Prevalence ranges from 1/25,000 to 1/50,000 births.
SCS has a variable spectrum of manifestations. Classic SCS presents at birth with synostosis of coronal (or less commonly sagittal, metopic or lambdoid) sutures resulting in abnormal skull shape, facial asymmetry, low frontal hairline, ptosis, strabismus, tear duct stenosis and small ears with prominent crus. Brachydactyly, broad toes, partial cutaneous syndactyly of digits 2 and 3 of the hand, duplicated distal phalanx of the hallux are also often present. Intelligence in most patients is normal but mild to severe developmental delay has been reported. Some may experience conductive and/or sensorineural hearing loss during childhood. Less common manifestations include short stature, hypertelorism, cleft palate, bifid uvula, maxillary hypoplasia, vertebral anomalies, obstructive sleep apnea and congenital heart malformations. Vertebral fusions and scoliosis occur in rare cases. A severe phenotype with craniosynostosis, vertebral segmentation defects and radial ray hypoplasia/agenesis has been reported.
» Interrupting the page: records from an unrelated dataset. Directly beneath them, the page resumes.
#[cfg(test)]
mod tests {
    use super::*;

    fn record(id: &str, no: &str) -> MachineRecord {
        MachineRecord::new(id, no)
    }

    #[test]
    fn identity_matching_is_numeric() {
        assert!(MachineId::from("007").matches(&MachineId::from("7")));
        assert!(MachineId::from(" 12 ").matches(&MachineId::from("12")));
        assert!(!MachineId::from("abc").matches(&MachineId::from("abc")));
        assert!(!MachineId::from("").matches(&MachineId::from("0")));
    }

    #[test]
    fn integral_decimal_identities_match() {
        assert_eq!(numeric_identity("7.0"), Some(7));
        assert_eq!(numeric_identity("+7"), Some(7));
        assert_eq!(numeric_identity("7.5"), None);
        assert_eq!(numeric_identity("NaN"), None);
        assert_eq!(numeric_identity("inf"), None);

        let fleet = Fleet::from_records(vec![record("7", "1")]);
        assert_eq!(fleet.find_raw("7.0").map(|r| r.id.as_str()), Some("7"));
        assert!(fleet.find_raw("7.25").is_none());
    }

    #[test]
    fn fleet_finds_by_numeric_identity() {
        let fleet = Fleet::from_records(vec![record("7", "1"), record("12", "2")]);
        assert_eq!(fleet.position(&MachineId::from("007")), Some(0));
        assert_eq!(fleet.find_raw("12").map(|r| r.display_number.as_str()), Some("2"));
        assert!(fleet.find_raw("x12").is_none());
    }

    #[test]
    fn duplicate_identities_keep_first() {
        let mut second = record("07", "9");
        second.name = "dup".to_string();
        let fleet = Fleet::from_records(vec![record("7", "1"), second, record("8", "2")]);
        assert_eq!(fleet.len(), 2);
        assert_eq!(fleet.get(0).map(|r| r.display_number.as_str()), Some("1"));
        assert_eq!(fleet.position(&MachineId::from("8")), Some(1));
    }

    #[test]
    fn patch_overwrites_only_present_fields() {
        let mut base = record("1", "1");
        base.program_name = "O1000".to_string();
        base.produced_count = 3;

        let fields = PatchFields {
            produced_count: Some(4),
            has_unread_alarm: Some(true),
            ..Default::default()
        };
        let next = base.patched(&fields);

        assert_eq!(next.produced_count, 4);
        assert!(next.has_unread_alarm);
        assert_eq!(next.program_name, "O1000");
        assert_eq!(next.patched(&fields), next);
    }

    #[test]
    fn page_is_clamped() {
        let fleet = Fleet::from_records((1..=15).map(|i| record(&i.to_string(), &i.to_string())).collect());
        assert_eq!(fleet.page(0, 13).len(), 13);
        assert_eq!(fleet.page(1, 13).len(), 2);
        assert!(fleet.page(5, 13).is_empty());
    }

    #[test]
    fn presentation_helpers() {
        let mut r = record("1", "1");
        r.produced_count = 7;
        r.planned_count = 9;
        assert_eq!(r.progress_percent(), Some(77));
        assert!(!r.plan_met());

        r.planned_count = 0;
        assert_eq!(r.progress_percent(), None);

        r.cycle_remaining = Duration::from_secs(3 * 3600 + 120);
        r.wait_duration = Duration::from_secs(60);
        assert_eq!(format_hhmm(r.cycle_time()), "03:03");
    }

    #[test]
    fn completion_time_hidden_when_off() {
        let mut r = record("1", "1");
        let at = chrono::NaiveDate::from_ymd_opt(2024, 5, 1)
            .and_then(|d| d.and_hms_opt(12, 0, 0))
            .unwrap();
        r.planned_completion_time = Some(at);
        assert_eq!(r.effective_completion_time(), None);
        r.execution_state = ExecutionState::Running;
        assert_eq!(r.effective_completion_time(), Some(at));
    }

    #[test]
    fn enums_parse_from_wire_text() {
        assert_eq!(ExecutionState::from("active"), ExecutionState::Running);
        assert_eq!(ExecutionState::from("OFF"), ExecutionState::Off);
        assert_eq!(OperatingMode::from("MDI"), OperatingMode::ManualDataInput);
        assert_eq!(OperatingMode::from("jog"), OperatingMode::Other("jog".to_string()));
    }
}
Mild phenotypes include patients with ptosis or blepharophimosis with or without craniosynostosis and Robinow-Sorauf syndrome (see this term). Elevated intracranial pressure (ICP) associated with severe cases of synostosis may lead to headaches, visual loss, seizures and death if untreated.
SCS is due to point mutations or deletions involving (or removing completely) the TWIST1 gene (7p21), which encodes a basic helix-loop-helix (bHLH) transcription factor responsible for cell lineage determination and differentiation. Loss of function mutations in this gene lead to the induction of premature cranial suture fusion. Gene deletions cause more severe phenotypes, usually associated with significant neurocognitive delays. Mutations in FGFR3, FGFR2 and TCF12 have been reported to cause synostosis conditions that phenotypically overlap with SCS.
Diagnosis is based mainly on the presence of characteristic clinical findings. CT of the head and radiographs are useful in characterizing abnormalities of the skull, spine and limbs. Molecular genetic testing can identify a TWIST1 mutation or deletion, confirming diagnosis.
Although several features (such as 2-3 syndactyly of the hand) are unique to SCS, differential diagnoses include other syndromic forms of craniosynostosis such as Muenke, Baller-Gerold, Pfeiffer, and Crouzon syndromes (see these terms) as well as isolated unilateral coronal synostosis.
Prenatal testing for a TWIST1 mutation is rare, but it can be performed in families with a known mutation or when an ultrasound shows craniosynostosis of unknown etiology.
SCS is inherited as an autosomal dominant trait. Genetic counseling is valuable.
Treatment of SCS requires management by a craniofacial team with follow-up until young adulthood. In general, patients must undergo a cranioplasty in the first year of life to increase the intracranial volume and restore a more normal head shape. Recurrent increased ICP may necessitate further surgical expansion procedures. In childhood, midfacial surgery may be necessary for treatment of airway obstruction and malocclusion. In those with cleft palate, surgical closure can be performed in the context of other malformations and speech therapy offered as necessary. Routine evaluations of facial growth, hearing loss and psychomotor development are needed as well as regular ophthalmologic examinations to monitor strabismus, amblyopia or chronic papilledema (indicates increased ICP). Early intervention programs should be offered to children with developmental delay.
In most cases, when treated and monitored from an early age, the prognosis is excellent.